Book Review: Japan and the Culture of the Four Seasons by Haruo Shirane

After  reading Japan and the Culture of the Four Seasons: Nature, Literature and the Arts by Columbia University professor Haruo Shirane, anyone interested in Japanese culture will learn how the four seasons are foundational to what it is to be Japanese. This cultural underpinning is a construct because there are actually five climatic seasons in Japan, but the rainy/monsoon season (like other disagreeable facts) is conveniently overlooked in the service of art.

Haruo Shirane. Photo Credit to Columbia University Website.

Haruo Shirane. Photo Credit to Columbia University Website.

Shirane details how this paradigm has evolved over historical periods to inform all aspects of Japanese culture. He is thorough, articulate and provides superb footnoted references. Japan and the Culture of the Four Seasons is an enlightening read for anyone with a deep interest in Japan.Book Cover Shirane

I would call it essential for any non-Japanese who might aspire to “read the air”  as numerous codified elements that imbue Japanese art, literature, craftsmanship, and the myth of Japan’s harmonious relationship to nature are explicated in the book.

His book talk (available on YouTube) is a thorough overview of the book and probably enough to satisfy most people’s curiosity. However, I derived a much deeper understanding for having read the book. Because of its thorough and nuanced attention to detail and relentless repetition, I think some readers could be inclined to throw the book against the wall yelling: Enough already. I get it. Japan has four seasons. So do other countries. So what? How long can that be interesting?
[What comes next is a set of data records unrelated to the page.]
use thiserror::Error;

use crate::core::types::{MapKind, TypePair};

/// Error taxonomy of the mapping engine.
///
/// `NotFound` is part of normal control flow: strategies raise it to mean
/// "this pair is not mine", and composite resolution consumes it to try the
/// next candidate. Everything else is a genuine failure.
#[derive(Error, Debug)]
pub enum MapError {
    /// No applicable conversion exists for the requested pair.
    #[error("no {kind} map from {pair}")]
    NotFound { pair: TypePair, kind: MapKind },

    /// A located conversion function ran and raised an unexpected error.
    #[error("mapping {pair} failed")]
    Failure {
        pair: TypePair,
        #[source]
        source: anyhow::Error,
    },

    /// An element failed while reconciling a collection; one layer is added
    /// per enclosing collection depth.
    #[error("mapping collection {pair} failed while processing an element")]
    CollectionFailure {
        pair: TypePair,
        #[source]
        source: Box<MapError>,
    },

    /// A match predicate raised an error.
    #[error("match predicate failed")]
    MatcherFailure {
        #[source]
        source: anyhow::Error,
    },

    /// A type could not be instantiated. Consumed internally to trigger
    /// strategy fallback, rarely surfaced to end callers.
    #[error("cannot construct an instance of '{type_name}'")]
    ObjectCreation { type_name: &'static str },

    /// A capability query could not be answered either way. Distinct from
    /// `false`: callers must surface this rather than skip a usable map.
    #[error("cannot verify whether {pair} is mappable")]
    CannotVerify { pair: TypePair },

    /// Cooperative cancellation. Always propagates unwrapped.
    #[error("mapping was cancelled")]
    Cancelled,

    /// A merge resolved an entity whose key does not match the destination
    /// key, under the reject-duplicates policy.
    #[error("duplicate entity of type '{type_name}' for key [{key}]")]
    DuplicateEntity { type_name: &'static str, key: String },

    /// A value crossed a typed boundary with the wrong runtime type.
    #[error("type mismatch: {0}")]
    TypeMismatch(String),

    #[error("lock error: {0}")]
    Lock(String),

    /// Construction-time error (conflicting registrations, unknown types).
    /// Never raised after a mapper is built.
    #[error("invalid mapper configuration: {0}")]
    Configuration(String),
}

pub type Result<T> = std::result::Result<T, MapError>;

impl<T> From<std::sync::PoisonError<T>> for MapError {
    fn from(err: std::sync::PoisonError<T>) -> Self {
        Self::Lock(err.to_string())
    }
}

impl MapError {
    pub fn not_found(pair: TypePair, kind: MapKind) -> Self {
        Self::NotFound { pair, kind }
    }

    pub fn is_not_found(&self) -> bool {
        matches!(self, Self::NotFound { .. })
    }

    pub fn is_cancelled(&self) -> bool {
        matches!(self, Self::Cancelled)
    }

    /// Wraps an error raised by user map code into `Failure`, honoring the
    /// pass-through rules: `NotFound`, `Cancelled`, `Failure` and
    /// `CollectionFailure` travel unwrapped so cause chains never duplicate
    /// across nesting levels.
    pub fn wrap_failure(pair: TypePair, cause: anyhow::Error) -> Self {
        match cause.downcast::<MapError>() {
            Ok(inner) => match inner {
                e @ (Self::NotFound { .. }
                | Self::Cancelled
                | Self::Failure { .. }
                | Self::CollectionFailure { .. }) => e,
                other => Self::Failure {
                    pair,
                    source: other.into(),
                },
            },
            Err(cause) => Self::Failure { pair, source: cause },
        }
    }

    /// Wraps a per-element error into `CollectionFailure` for the enclosing
    /// collection pair. Cancellation passes through; an element-level
    /// `NotFound` becomes `NotFound` for the collection pair itself (the
    /// element map that resolution promised turned out not to apply).
    pub fn wrap_collection(pair: TypePair, kind: MapKind, element_error: MapError) -> Self {
        match element_error {
            Self::Cancelled => Self::Cancelled,
            Self::NotFound { .. } => Self::NotFound { pair, kind },
            other => Self::CollectionFailure {
                pair,
                source: Box::new(other),
            },
        }
    }

    /// Wraps a match predicate error, keeping the cause chain intact.
    pub fn wrap_matcher(cause: anyhow::Error) -> Self {
        match cause.downcast::<MapError>() {
            Ok(e @ (Self::Cancelled | Self::MatcherFailure { .. })) => e,
            Ok(other) => Self::MatcherFailure {
                source: other.into(),
            },
            Err(cause) => Self::MatcherFailure { source: cause },
        }
    }
}

#[cfg(test)]
mod tests {
    use super::*;

    fn pair() -> TypePair {
        TypePair::of::<i32, String>()
    }

    #[test]
    fn wrap_failure_keeps_not_found_unwrapped() {
        let inner = MapError::not_found(pair(), MapKind::New);
        let wrapped = MapError::wrap_failure(pair(), anyhow::Error::new(inner));
        assert!(wrapped.is_not_found());
    }

    #[test]
    fn wrap_failure_keeps_cancellation_unwrapped() {
        let wrapped = MapError::wrap_failure(pair(), anyhow::Error::new(MapError::Cancelled));
        assert!(wrapped.is_cancelled());
    }

    #[test]
    fn wrap_failure_wraps_foreign_errors_once() {
        let cause = anyhow::anyhow!("boom");
        let wrapped = MapError::wrap_failure(pair(), cause);
        let MapError::Failure { source, .. } = &wrapped else {
            panic!("expected Failure, got {wrapped:?}");
        };
        assert_eq!(source.to_string(), "boom");

        // Re-wrapping the same failure must not add another layer.
        let again = MapError::wrap_failure(pair(), anyhow::Error::new(wrapped));
        let MapError::Failure { source, .. } = &again else {
            panic!("expected Failure");
        };
        assert_eq!(source.to_string(), "boom");
    }

    #[test]
    fn wrap_collection_translates_element_not_found() {
        let element = MapError::not_found(TypePair::of::<i32, String>(), MapKind::New);
        let collection_pair = TypePair::of::<Vec<i32>, Vec<String>>();
        let wrapped = MapError::wrap_collection(collection_pair, MapKind::New, element);
        match wrapped {
            MapError::NotFound { pair: p, .. } => assert_eq!(p, collection_pair),
            other => panic!("expected NotFound, got {other:?}"),
        }
    }

    #[test]
    fn wrap_collection_nests_one_layer_per_depth() {
        let leaf = MapError::Failure {
            pair: pair(),
            source: anyhow::anyhow!("element exploded"),
        };
        let inner_pair = TypePair::of::<Vec<i32>, Vec<String>>();
        let outer_pair = TypePair::of::<Vec<Vec<i32>>, Vec<Vec<String>>>();

        let one = MapError::wrap_collection(inner_pair, MapKind::New, leaf);
        let two = MapError::wrap_collection(outer_pair, MapKind::New, one);

        let MapError::CollectionFailure { source, .. } = &two else {
            panic!("expected CollectionFailure");
        };
        assert!(matches!(**source, MapError::CollectionFailure { .. }));
    }
}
However, for me, reading was not unlike serving a Japanese apprenticeship—doing the same thing again and again 100,000 times until it runs on some subconscious autopilot. That very repetition provided what centuries of codified imagery and poetry may have done for the Japanese—registered it in their DNA.

After reading I felt I had received a genetic implant in literary form. In fact, by the book’s conclusion I better understood how it is that Japanese people “read the air” while non-Japanese remain clueless. It’s a shared code (of which the four seasons are one part) which allows them to understand each other with little or no speech.

I recognize this from experience as Mennonites have a code as well. Their cue to the code in German or Low German is we speak through the flowers if they wish to overtly signal the switch to coded speech. Russian Mennonites especially, put this shared subtext to good use. When incarcerated in Stalin’s gulags they smuggled coded letters to relatives who had made it out to the West. But I digress.

Japan and the Culture of the Four Seasons, finally allowed me to understand why I was often wrenched in deeply poignant ways by the experience of some vista or cultural property or phenomenon in Japan. I now realize that like the five seasons conveniently condensed to four,  what I am looking at has been manipulated and cultivated according to aesthetic rules, principles and hierarchies that reach back for centuries.

The artists, artisans and designers have contrived to provoke this intense response. Just as a composer moves my body to polka or waltz or my chest to constrict through the medium of sound, thanks to Haruo Shirane’s Japan and the Culture of the Four Seasons I recognize that my experiences in Japan are the normal responses of a sensitive person to art.